Nel caso di specie, la SCIA è stata acquisita dal Comune che ha poi notificato il provvedimento di sospensione oltre (sia pure di poco) i 30 giorni prescritti per legge (art. 19 comma 6 bis della Legge n. 241/90 e art. 23 comma 6 del DPR n. 380/2001). Pertanto, al momento dell'adozione del provvedimento impugnato, stante la natura perentoria del termine di verifica e di inibitoria, si era consolidata la legittimazione del privato ad eseguire l'intervento edilizio per effetto dell’inerzia dell'Amministrazione. Il che postula, che il Comune resistente non poteva limitarsi a sospendere l’efficacia della SCIA, ma avrebbe dovuto previamente provvedere, in via di autotutela, alla rimozione del provvedimento implicito, in applicazione del comma 4 dell’art. 19 della Legge n. 241/90 secondo cui “Decorso il termine per l'adozione dei provvedimenti di cui al comma 3, primo periodo, ovvero di cui al comma 6-bis, l'amministrazione competente adotta comunque i provvedimenti previsti dal medesimo comma 3 in presenza delle condizioni previste dall'articolo 21-nonies”.

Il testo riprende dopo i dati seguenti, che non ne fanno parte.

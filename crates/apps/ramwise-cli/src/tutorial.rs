use anyhow::Result;
use ramwise_core::Repository;

use crate::ui::Layout;

const STEPS: [(&str, &str, &str); 3] = [
    (
        "Welcome",
        "This tool calculates your optimal NAS RAM configuration.",
        "Run a preset or pass your own values to get started",
    ),
    (
        "Fill your setup",
        "Provide your hardware specs, storage, and workload details.",
        "Everything recalculates on every run",
    ),
    (
        "View results",
        "Your RAM recommendation appears at the top along with cost and storage details.",
        "Save configurations for future reference",
    ),
];

pub fn handle_tutorial() -> Result<()> {
    let repo = Repository::init()?;
    print_steps(&Layout::new());
    repo.mark_tutorial_complete()?;
    Ok(())
}

/// Shown automatically before the first calculation, then never again.
pub fn show_once(repo: &Repository) -> Result<()> {
    if repo.tutorial_complete() {
        return Ok(());
    }
    print_steps(&Layout::new());
    repo.mark_tutorial_complete()?;
    Ok(())
}

fn print_steps(layout: &Layout) {
    layout.header("GETTING STARTED");
    for (index, (title, text, highlight)) in STEPS.iter().enumerate() {
        layout.section(&format!("{}. {}", index + 1, title));
        println!("  {}", text);
        layout.note(highlight);
    }
    layout.empty();
}
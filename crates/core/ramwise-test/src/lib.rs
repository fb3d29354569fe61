//! Integration tests for the ramwise workspace live in `tests/`.
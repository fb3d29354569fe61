use anyhow::Result;
use ramwise_core::{Repository, sizing};

use crate::history::short_timestamp;
use crate::ui::{self, Layout};

/// Recompute from the most recent saved configuration. The stored report
/// is deliberately ignored: the engine is cheap and the formulas may have
/// moved since the entry was saved.
pub fn handle_load() -> Result<()> {
    let repo = Repository::init()?;
    let entry = repo
        .latest()?
        .ok_or_else(|| anyhow::anyhow!("No saved configurations found"))?;

    let report = sizing::compute_sizing(&entry.profile);

    let layout = Layout::new();
    layout.badge_info(
        "LOADED",
        &format!(
            "Entry {} from {}",
            entry.id,
            short_timestamp(&entry.timestamp)
        ),
    );
    ui::render_report(&layout, &entry.profile, &report);
    layout.empty();
    Ok(())
}
use std::net::SocketAddr;

use anyhow::{Context, Result};
use axum::Router;
use tokio_util::sync::CancellationToken;

use crate::config::AppConfig;
use crate::middleware::apply_middleware_stack;

fn parse_bind_address(bind_addr: &str) -> Result<SocketAddr> {
    bind_addr
        .parse()
        .map_err(|e| anyhow::anyhow!("Invalid bind address '{bind_addr}': {e}"))
}

/// Wrap the calculator router with the middleware stack.
///
/// # Errors
/// Fails on an invalid module or CORS configuration.
pub fn build_router(config: &AppConfig) -> Result<Router> {
    let calculator_config: calculator::CalculatorConfig = config
        .module_config_or_default("calculator")
        .context("calculator module config")?;

    let module = calculator::CalculatorModule::new(&calculator_config);
    let router = apply_middleware_stack(module.router(), config)?;
    Ok(router)
}

/// Bind and serve until `cancel` fires.
///
/// # Errors
/// Fails on an invalid config, a bind failure, or a server error.
pub async fn serve(config: &AppConfig, cancel: CancellationToken) -> Result<()> {
    let addr = parse_bind_address(&config.server.bind_addr)?;
    let router = build_router(config)?;

    let listener = tokio::net::TcpListener::bind(addr)
        .await
        .with_context(|| format!("failed to bind {addr}"))?;
    tracing::info!("HTTP server bound on {addr}");

    let shutdown = async move {
        cancel.cancelled().await;
        tracing::info!("HTTP server shutting down gracefully (cancellation)");
    };

    axum::serve(listener, router)
        .with_graceful_shutdown(shutdown)
        .await
        .map_err(|e| anyhow::anyhow!(e))
}
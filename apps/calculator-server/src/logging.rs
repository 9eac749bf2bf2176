use anyhow::{Context, Result};
use tracing_subscriber::{EnvFilter, fmt, prelude::*};

use crate::config::{LogFormat, LoggingConfig};

/// Install the global subscriber. `RUST_LOG` wins over `cfg.level`.
///
/// Logs go to stderr so stdout stays clean for `check` and `--print-config`.
///
/// # Errors
/// Fails on an invalid filter directive or if a subscriber is already set.
pub fn init_logging(cfg: &LoggingConfig) -> Result<()> {
    let filter = EnvFilter::try_from_default_env()
        .or_else(|_| EnvFilter::try_new(&cfg.level))
        .with_context(|| format!("invalid log level '{}'", cfg.level))?;

    let registry = tracing_subscriber::registry().with(filter);
    let installed = match cfg.format {
        LogFormat::Text => registry
            .with(fmt::layer().with_writer(std::io::stderr))
            .try_init(),
        LogFormat::Json => registry
            .with(
                fmt::layer()
                    .json()
                    .with_current_span(true)
                    .with_writer(std::io::stderr),
            )
            .try_init(),
    };
    installed.context("failed to install tracing subscriber")
}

Tale potere residuale per la P.A procedente deve, peraltro, essere esercitato secondo i principi regolatori legislativamente sanciti, in materia di autotutela, con particolare riferimento alla necessità dell'avvio di un apposito procedimento in contraddittorio, al rispetto del limite del termine ragionevole, e soprattutto, alla necessità di una valutazione comparativa, di natura discrezionale, degli interessi in rilievo, idonea a giustificare la frustrazione dell'affidamento incolpevole maturato in capo al denunciante a seguito del decorso del tempo e della conseguente consumazione del potere inibitorio.

In definitiva, essendo stati superati i termini previsti, il TAR ha dato ragione al privato annullando il provvedimento di sospensione.